Jillian was escorted by Will Chaney. Serving on her court were: Samantha Bast and Jacob Gaydos, Ashlynn Caballero and William Olivarez, Natalie Carrasco and Garrett Bosquez, Alyssa Dickson and and James Evans, Summer Dinscore and Dillon Stobbs, Cassidy Fernandez and Seth Garcia, Cassie Fullenwider and Johnny Joe Criado Jr., Sophia Herrera and Bronson Bandy, Kaye Hubert and Noah Finkel, Kyla Llamas and Robert Lopez, Holli Morgan and Rustin Tuttle, Ysabella Olivarez and John Lopez, Blair Rankin and Keagan Downs and Jodie Shearrer and Jerrell Mitchell.
Princess and Prince were Delanee Olivarri and Andrew Spiegel.
The girls on the court wore gowns in royal blue, which is the color of Jillian’s birthstone, sapphire.
A reception followed at the American Legion Hall in Jourdanton with a dinner and presentation of the gifts that were blessed at the church. After the grand march and introduction of each couple, Jillian sat in the middle of her friends, as each gift was then placed on her by the sponsors. The sponsors are another part of quinceañera tradition, with friends and family being part of the celebration.
Jillian’s sponsors were: dress- Gilbert and Anna Rodriguez, crown- Jose and Rose Mary Castillo, necklace- David De La O, ring- Bennie and Kristen Spiegel, earrings- Mike and Nancy Olivarri, bracelet- Joseph and Veronica Olivarri, Rosary and Bible- Jerry Olivarri, cake- Jackie Castillo and Cynthia Castillo, invitations- Bennie and Kristen Spiegel, photographer- Chris and Jamie Williams and John and Melissa Camacho; food- Daniel and Delia Guereca, Tomasa Olivarri, Charles and Gloria Mejia, Robert and Genesta Ochoa and Johnnie Mejia; music- Angel and Virginia Valdez, John and Jennifer Rosales, Ray and Sonya Tijerina, Emika Chapa and David and Marisa Douglas; hall- Tim and Terri Carpenter, Juan and Sonya Sizemore, Jeff and Shannon Chicoine, Sherry Garner, Keith and Amy DeAtley.
Jillian wore a white, princess style gown with a bodice adorned with white and silver sequins and beading. The tulle skirt was dotted with sequins to catch the light.

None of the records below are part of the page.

use serde::Deserialize;

use crate::error::TranslateError;

/// Provider response envelope: `{choices:[{message:{content}}]}`.
#[derive(Debug, Deserialize)]
pub struct ChatCompletionReply {
    pub choices: Vec<Choice>,
}

#[derive(Debug, Deserialize)]
pub struct Choice {
    pub message: Message,
}

#[derive(Debug, Deserialize)]
pub struct Message {
    pub content: String,
}

/// Extract the translated text from a raw response body.
///
/// Stateless; staleness of the originating request is the caller's problem.
pub fn parse_reply(body: &str) -> Result<String, TranslateError> {
    let reply: ChatCompletionReply =
        serde_json::from_str(body).map_err(|_| TranslateError::MalformedResponse)?;

    let content = reply
        .choices
        .into_iter()
        .next()
        .map(|choice| choice.message.content)
        .ok_or(TranslateError::MalformedResponse)?;

    Ok(content.trim().to_string())
}
use serde::{Deserialize, Serialize};

/// The closed language set offered by the pickers.
///
/// `Auto` is only meaningful as a *source* language ("let the model detect
/// it"); it is never a valid translation target.
#[derive(Debug, Clone, Copy, PartialEq, Eq, Serialize, Deserialize)]
pub enum Language {
    Auto,
    English,
    Chinese,
    Spanish,
    French,
    German,
    Japanese,
    Korean,
    Russian,
    Italian,
    Portuguese,
}

impl Language {
    /// Picker order: `Auto` first, then the concrete languages.
    pub const ALL: [Language; 11] = [
        Language::Auto,
        Language::English,
        Language::Chinese,
        Language::Spanish,
        Language::French,
        Language::German,
        Language::Japanese,
        Language::Korean,
        Language::Russian,
        Language::Italian,
        Language::Portuguese,
    ];

    /// Parse a human-readable name, case-insensitively.
    ///
    /// Unknown names fall back to `English`: prompt construction and speech
    /// playback must always proceed with some value.
    pub fn from_name(name: &str) -> Language {
        match name.to_lowercase().as_str() {
            "auto" => Language::Auto,
            "english" => Language::English,
            "chinese" => Language::Chinese,
            "spanish" => Language::Spanish,
            "french" => Language::French,
            "german" => Language::German,
            "japanese" => Language::Japanese,
            "korean" => Language::Korean,
            "russian" => Language::Russian,
            "italian" => Language::Italian,
            "portuguese" => Language::Portuguese,
            _ => Language::English,
        }
    }

    pub fn name(&self) -> &'static str {
        match self {
            Language::Auto => "Auto",
            Language::English => "English",
            Language::Chinese => "Chinese",
            Language::Spanish => "Spanish",
            Language::French => "French",
            Language::German => "German",
            Language::Japanese => "Japanese",
            Language::Korean => "Korean",
            Language::Russian => "Russian",
            Language::Italian => "Italian",
            Language::Portuguese => "Portuguese",
        }
    }

    /// Short ISO 639-1 code used in translation prompts.
    ///
    /// `Auto` has no code of its own; the prompt omits the source language
    /// entirely, so English is returned only as the documented fallback.
    pub fn provider_code(&self) -> &'static str {
        match self {
            Language::Auto | Language::English => "en",
            Language::Chinese => "zh",
            Language::Spanish => "es",
            Language::French => "fr",
            Language::German => "de",
            Language::Japanese => "ja",
            Language::Korean => "ko",
            Language::Russian => "ru",
            Language::Italian => "it",
            Language::Portuguese => "pt",
        }
    }

    /// Full locale tag for the speech synthesizer and recognizer.
    pub fn speech_locale(&self) -> &'static str {
        match self {
            Language::Auto | Language::English => "en-US",
            Language::Chinese => "zh-CN",
            Language::Spanish => "es-ES",
            Language::French => "fr-FR",
            Language::German => "de-DE",
            Language::Japanese => "ja-JP",
            Language::Korean => "ko-KR",
            Language::Russian => "ru-RU",
            Language::Italian => "it-IT",
            Language::Portuguese => "pt-PT",
        }
    }

    pub fn is_auto(&self) -> bool {
        matches!(self, Language::Auto)
    }
}

impl std::fmt::Display for Language {
    fn fmt(&self, f: &mut std::fmt::Formatter<'_>) -> std::fmt::Result {
        f.write_str(self.name())
    }
}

Jillian was also presented with a new pair of royal blue high heel shoes, to replace the white Vans she wore earlier. The changing of the shoes symbolizes Jillian’s departure from childhood and emergence into adulthood.

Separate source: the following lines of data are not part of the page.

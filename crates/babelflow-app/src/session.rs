use std::sync::{Arc, Mutex};

use babelflow_core::preprocess::normalize_input;
use babelflow_core::Language;
use babelflow_translator::{TranslateError, Translator};
use babelflow_types::AppEvent;
use kanal::AsyncSender;
use tokio_util::sync::CancellationToken;
use uuid::Uuid;

use crate::state::AppState;

/// One in-flight translation request.
///
/// The token is advisory (the HTTP call may run to completion in the
/// background); the id comparison in [`TranslationSession::finish`] is what
/// actually keeps a stale result off the screen.
#[derive(Clone)]
struct ActiveRequest {
    id: Uuid,
    cancel: CancellationToken,
}

/// Per-session translation orchestrator.
///
/// Holds the single-slot "current request" register: a new submission
/// cancels and replaces whatever is in the slot, and only the completion
/// whose id still matches the slot may reach the UI. Latest-submitted wins
/// regardless of completion order.
pub struct TranslationSession {
    translator: Arc<dyn Translator>,
    state: Arc<AppState>,
    events: AsyncSender<AppEvent>,
    active: Mutex<Option<ActiveRequest>>,
}

impl TranslationSession {
    pub fn new(
        translator: Arc<dyn Translator>,
        state: Arc<AppState>,
        events: AsyncSender<AppEvent>,
    ) -> Self {
        Self {
            translator,
            state,
            events,
            active: Mutex::new(None),
        }
    }

    /// Submit text for translation, superseding any in-flight request.
    ///
    /// Empty input and a missing secret short-circuit locally; neither
    /// touches the network or the active-request slot.
    pub async fn submit(
        self: &Arc<Self>,
        text: &str,
        from: Language,
        to: Language,
    ) -> anyhow::Result<()> {
        let text = normalize_input(text);
        if text.is_empty() {
            self.fail(&TranslateError::EmptyInput).await?;
            return Ok(());
        }

        // Fetched once per request, never cached.
        let secret = self.state.secrets.get().unwrap_or_default();
        if secret.is_empty() {
            self.fail(&TranslateError::MissingSecret).await?;
            return Ok(());
        }

        let request = ActiveRequest {
            id: Uuid::new_v4(),
            cancel: CancellationToken::new(),
        };

        {
            let mut active = self.active.lock().expect("session lock poisoned");
            if let Some(previous) = active.replace(request.clone()) {
                tracing::debug!(superseded = %previous.id, "cancelling in-flight request");
                previous.cancel.cancel();
            }
        }

        tracing::info!(request = %request.id, %from, %to, "translation requested");

        let session = Arc::clone(self);
        tokio::spawn(async move {
            let outcome = tokio::select! {
                _ = request.cancel.cancelled() => {
                    tracing::debug!(request = %request.id, "request cancelled in flight");
                    return;
                }
                outcome = session.translator.translate(&text, from, to, &secret) => outcome,
            };

            session.finish(request.id, outcome).await;
        });

        Ok(())
    }

    /// Apply a completion if and only if its request is still the active one.
    async fn finish(&self, id: Uuid, outcome: Result<String, TranslateError>) {
        let still_active = {
            let mut active = self.active.lock().expect("session lock poisoned");
            match active.as_ref() {
                Some(request) if request.id == id => {
                    active.take();
                    true
                }
                _ => false,
            }
        };

        if !still_active {
            tracing::debug!(request = %id, "dropping stale completion");
            return;
        }

        match outcome {
            Ok(text) => {
                *self.state.translated_text.write().await = text.clone();
                if let Err(e) = self.events.send(AppEvent::ShowTranslation { text }).await {
                    tracing::warn!("ui channel closed, dropping translation: {e}");
                }
            }
            Err(err) => {
                if let Err(e) = self.fail(&err).await {
                    tracing::warn!("ui channel closed, dropping failure report: {e}");
                }
            }
        }
    }

    async fn fail(&self, err: &TranslateError) -> anyhow::Result<()> {
        tracing::warn!("translation failed: {err}");
        if err.needs_secret_setup() {
            self.events.send(AppEvent::SecretRequired).await?;
        }
        self.events
            .send(AppEvent::ShowError {
                message: err.to_string(),
            })
            .await?;
        Ok(())
    }
}
use std::env;

use serde::{Deserialize, Serialize};

fn default_source_language() -> String {
    "Auto".to_string()
}

fn default_target_language() -> String {
    "English".to_string()
}

fn default_theme() -> String {
    "system".to_string()
}

fn default_font_size() -> f64 {
    14.0
}

/// Persisted user preferences mirrored into the pickers at startup.
#[derive(Serialize, Deserialize, Clone)]
#[serde(default)]
pub struct UiConfig {
    #[serde(default = "default_source_language")]
    pub default_source_language: String,
    #[serde(default = "default_target_language")]
    pub default_target_language: String,
    /// "system", "light" or "dark"
    #[serde(default = "default_theme")]
    pub theme: String,
    #[serde(default = "default_font_size")]
    pub font_size: f64,
}

impl UiConfig {
    pub fn new() -> Self {
        let default_source_language =
            env::var("DEFAULT_SOURCE_LANGUAGE").unwrap_or_else(|_| default_source_language());
        let default_target_language =
            env::var("DEFAULT_TARGET_LANGUAGE").unwrap_or_else(|_| default_target_language());

        Self {
            default_source_language,
            default_target_language,
            theme: default_theme(),
            font_size: default_font_size(),
        }
    }
}

impl Default for UiConfig {
    fn default() -> Self {
        Self {
            default_source_language: default_source_language(),
            default_target_language: default_target_language(),
            theme: default_theme(),
            font_size: default_font_size(),
        }
    }
}
use std::sync::Arc;
use std::time::Duration;

use babelflow_config::Config;
use babelflow_secret::{EnvSecretStore, MemorySecretStore, SecretStore};
use babelflow_speech::{NullSpeechInput, NullSpeechOutput};
use babelflow_translator::OpenAiTranslator;
use tokio::signal;
use tracing_subscriber::EnvFilter;

pub mod controller;
pub mod events;
pub mod session;
pub mod state;

#[cfg(test)]
mod tests;

use self::controller::AppController;
use self::state::AppState;

#[tokio::main]
async fn main() -> anyhow::Result<()> {
    dotenvy::dotenv().ok();
    init_tracing();

    let config = Config::new();

    // User-supplied secrets shadow the environment key; no bundled default.
    let secrets: Arc<dyn SecretStore> = Arc::new(MemorySecretStore::with_fallback(Box::new(
        EnvSecretStore::new("OPENAI_API_KEY"),
    )));

    let translator = Arc::new(OpenAiTranslator::new(
        config.translator.clone(),
        Duration::from_secs(config.request_timeout_seconds),
    )?);

    let state = Arc::new(AppState::new(config, secrets));
    let controller = AppController::new(state);

    let mut tasks = controller.spawn_tasks(
        translator,
        Arc::new(NullSpeechOutput),
        Arc::new(NullSpeechInput),
    );

    tokio::select! {
        _ = signal::ctrl_c() => {
            tracing::info!("Shutdown requested");
            controller.shutdown();
        }
        Some(result) = tasks.join_next() => {
            match result {
                Ok(Ok(())) => tracing::warn!("backend task exited"),
                Ok(Err(e)) => tracing::error!("backend task failed: {e}"),
                Err(e) => tracing::error!("backend task panicked: {e}"),
            }
        }
    }

    tasks.shutdown().await;
    Ok(())
}

fn init_tracing() {
    let filter = EnvFilter::try_from_default_env().unwrap_or_else(|_| EnvFilter::new("info"));

    if atty::is(atty::Stream::Stdout) {
        tracing_subscriber::fmt().with_env_filter(filter).init();
    } else {
        tracing_subscriber::fmt().json().with_env_filter(filter).init();
    }
}
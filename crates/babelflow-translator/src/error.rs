/// Failure taxonomy for one translation request.
///
/// Cancellation is not represented here: a superseded request is dropped by
/// the session before its outcome is ever surfaced.
#[derive(Debug, thiserror::Error)]
pub enum TranslateError {
    /// Local short-circuit; no network call was attempted.
    #[error("Please enter text to translate.")]
    EmptyInput,

    /// No secret configured; no network call was attempted.
    #[error("No API key is configured. Please add one in settings.")]
    MissingSecret,

    /// HTTP 401: the secret was rejected by the provider.
    #[error("The API key was rejected. Please check it in settings.")]
    Unauthorized,

    #[error("Network error: {0}")]
    Network(#[from] reqwest::Error),

    #[error("Translation service returned status {0}")]
    Http(u16),

    #[error("Could not parse the translation response.")]
    MalformedResponse,
}

impl TranslateError {
    /// Whether the UI should prompt for secret (re)configuration, beyond
    /// showing the error message.
    pub fn needs_secret_setup(&self) -> bool {
        matches!(
            self,
            TranslateError::MissingSecret | TranslateError::Unauthorized
        )
    }
}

Jillian’s dance, another traditional and fun part of quinceañeras, began with the father/daughter dance to “My Little Girl” by Tim McGraw. For the mother/daughter dance, they danced as Jillian’s cousin Ysabella Olivarez sang Taylor Swift’s song “Fifteen.” Her cousin’s singing was a surprise.

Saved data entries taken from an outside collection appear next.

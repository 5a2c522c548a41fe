use std::env;
use std::sync::RwLock;

/// Storage interface for the bearer credential.
///
/// Callers fetch the secret once per request and never cache it beyond the
/// request's lifetime. An empty result means no secret is configured; there
/// is deliberately no bundled fallback credential.
pub trait SecretStore: Send + Sync {
    /// The stored secret, or `None` if nothing is configured.
    fn get(&self) -> Option<String>;

    /// Replace the stored secret.
    fn set(&self, secret: &str) -> Result<(), SecretError>;

    /// Remove the stored secret.
    fn clear(&self) -> Result<(), SecretError>;

    /// Whether the user has supplied their own secret (as opposed to one
    /// picked up from the environment).
    fn is_custom_set(&self) -> bool;
}

#[derive(Debug, thiserror::Error)]
pub enum SecretError {
    #[error("secret store is read-only")]
    ReadOnly,
}

/// Read-only store backed by a named environment variable.
pub struct EnvSecretStore {
    var: String,
}

impl EnvSecretStore {
    pub fn new(var: impl Into<String>) -> Self {
        Self { var: var.into() }
    }
}

impl SecretStore for EnvSecretStore {
    fn get(&self) -> Option<String> {
        env::var(&self.var).ok().filter(|v| !v.is_empty())
    }

    fn set(&self, _secret: &str) -> Result<(), SecretError> {
        Err(SecretError::ReadOnly)
    }

    fn clear(&self) -> Result<(), SecretError> {
        Err(SecretError::ReadOnly)
    }

    fn is_custom_set(&self) -> bool {
        false
    }
}

/// In-process store for user-supplied secrets, with an optional read-only
/// fallback consulted while no custom secret is set.
///
/// This is the keychain stand-in: `set` marks the secret as custom, `clear`
/// reverts to the fallback (if any).
pub struct MemorySecretStore {
    custom: RwLock<Option<String>>,
    fallback: Option<Box<dyn SecretStore>>,
}

impl MemorySecretStore {
    pub fn new() -> Self {
        Self {
            custom: RwLock::new(None),
            fallback: None,
        }
    }

    pub fn with_fallback(fallback: Box<dyn SecretStore>) -> Self {
        Self {
            custom: RwLock::new(None),
            fallback: Some(fallback),
        }
    }
}

impl Default for MemorySecretStore {
    fn default() -> Self {
        Self::new()
    }
}

impl SecretStore for MemorySecretStore {
    fn get(&self) -> Option<String> {
        let custom = self.custom.read().expect("secret lock poisoned");
        match custom.as_ref() {
            Some(secret) => Some(secret.clone()),
            None => self.fallback.as_ref().and_then(|f| f.get()),
        }
    }

    fn set(&self, secret: &str) -> Result<(), SecretError> {
        let mut custom = self.custom.write().expect("secret lock poisoned");
        *custom = if secret.is_empty() {
            None
        } else {
            Some(secret.to_string())
        };
        Ok(())
    }

    fn clear(&self) -> Result<(), SecretError> {
        let mut custom = self.custom.write().expect("secret lock poisoned");
        *custom = None;
        Ok(())
    }

    fn is_custom_set(&self) -> bool {
        self.custom
            .read()
            .expect("secret lock poisoned")
            .is_some()
    }
}
use serde::{Deserialize, Serialize};

fn default_partial_results() -> bool {
    true
}

fn default_max_recognition_retries() -> u32 {
    3
}

#[derive(Serialize, Deserialize, Clone)]
#[serde(default)]
pub struct SpeechConfig {
    /// Stream partial transcripts into the input box while recording
    #[serde(default = "default_partial_results")]
    pub partial_results: bool,
    /// Bounded retry budget for the recognizer; translation is never retried
    #[serde(default = "default_max_recognition_retries")]
    pub max_recognition_retries: u32,
}

impl Default for SpeechConfig {
    fn default() -> Self {
        Self {
            partial_results: default_partial_results(),
            max_recognition_retries: default_max_recognition_retries(),
        }
    }
}
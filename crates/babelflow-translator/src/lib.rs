use babelflow_core::Language;

pub mod client;
pub mod envelope;
pub mod error;
pub mod prompt;

pub use client::OpenAiTranslator;
pub use error::TranslateError;

/// Translation provider interface
///
/// The secret is borrowed per call; implementations must not cache it.
#[async_trait::async_trait]
pub trait Translator: Send + Sync {
    /// Translate text from source to target language
    async fn translate(
        &self,
        text: &str,
        from: Language,
        to: Language,
        secret: &str,
    ) -> Result<String, TranslateError>;
}
use std::time::Duration;

use babelflow_config::translator::TranslatorConfig;
use babelflow_core::Language;
use reqwest::StatusCode;

use crate::envelope::parse_reply;
use crate::error::TranslateError;
use crate::prompt::build_payload;
use crate::Translator;

/// Chat-completion transport for the OpenAI-style endpoint.
///
/// One POST per call, no retries; cancellation and staleness are handled by
/// the session that owns the request.
pub struct OpenAiTranslator {
    client: reqwest::Client,
    config: TranslatorConfig,
}

impl OpenAiTranslator {
    pub fn new(config: TranslatorConfig, timeout: Duration) -> Result<Self, TranslateError> {
        let client = reqwest::Client::builder().timeout(timeout).build()?;
        Ok(Self { client, config })
    }
}

#[async_trait::async_trait]
impl Translator for OpenAiTranslator {
    async fn translate(
        &self,
        text: &str,
        from: Language,
        to: Language,
        secret: &str,
    ) -> Result<String, TranslateError> {
        if secret.is_empty() {
            return Err(TranslateError::MissingSecret);
        }

        let payload = build_payload(text, from, to, &self.config);

        let response = self
            .client
            .post(&self.config.api_url)
            .bearer_auth(secret)
            .json(&payload)
            .send()
            .await?;

        let status = response.status();
        if status == StatusCode::UNAUTHORIZED {
            return Err(TranslateError::Unauthorized);
        }
        if !status.is_success() {
            return Err(TranslateError::Http(status.as_u16()));
        }

        let body = response.text().await?;
        parse_reply(&body)
    }
}
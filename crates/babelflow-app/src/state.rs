use std::sync::atomic::AtomicBool;
use std::sync::Arc;

use babelflow_config::Config;
use babelflow_core::Language;
use babelflow_secret::SecretStore;
use tokio::sync::RwLock;

pub struct AppState {
    pub config: Arc<RwLock<Config>>,
    pub secrets: Arc<dyn SecretStore>,

    pub source_language: RwLock<Language>,
    pub target_language: RwLock<Language>,
    /// Kept across failures so the user can retry without retyping.
    pub input_text: RwLock<String>,
    pub translated_text: RwLock<String>,

    /// One recognizer at a time; set on start, cleared on stop or when the
    /// transcript stream ends.
    pub dictation_active: AtomicBool,
}

impl AppState {
    pub fn new(config: Config, secrets: Arc<dyn SecretStore>) -> Self {
        let source = Language::from_name(&config.ui.default_source_language);
        let mut target = Language::from_name(&config.ui.default_target_language);

        // Auto is never a valid target.
        if target.is_auto() {
            tracing::warn!("default target language was Auto, using English");
            target = Language::English;
        }

        Self {
            config: Arc::new(RwLock::new(config)),
            secrets,
            source_language: RwLock::new(source),
            target_language: RwLock::new(target),
            input_text: RwLock::new(String::new()),
            translated_text: RwLock::new(String::new()),
            dictation_active: AtomicBool::new(false),
        }
    }
}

The entire court then performed a traditional waltz to Kelly Clarkson’s “Break Away.” Guests also enjoyed three more choreographed dances: a boy’s dance, cumbia and girl’s dance. Songs were “Best Song Ever” by One Direction, “Boom Boom” by Kumbia Kings and “Roar” by Katy Perry.
“I really liked the dancing part, because all of my friends were dancing the whole time. I felt like they had a really good time,” said Jillian.
Added her mother, “She has such a good group of guy and girl friends. Her group of friends is another blessing in her life.”
Gilbert Olivarri’s favorite parts were the church service and the father/daughter dance.
“The highlight of the night for me was the dance I had with her. That is when everything just hit me,” said Gilbert.
Their youngest daughter, 11-year old Delanee, also wants a quinceañera. The Olivarris feel more prepared for the next one, now that they know what to expect and how much to budget.
Jillian’s mom ended by expressing the importance of such traditions.
“It was more emotional than I thought it was going to be. It was beautiful for the kids to see, even for those who aren’t Catholic. It was a good explanation and depiction of the quince mass and celebration.
She added, “Nowadays kids are so exposed to materialistic things on TV like My Super Sweet 16, and they get a false idea about what to expect at their parties. It is not all about the fanfare and who can be the most outrageous. There is a special meaning behind the quinceañera and the gifts involved.”
As her father Gilbert said, “It is about family and friends coming together to celebrate the transition in a young girl’s life in a very special way.”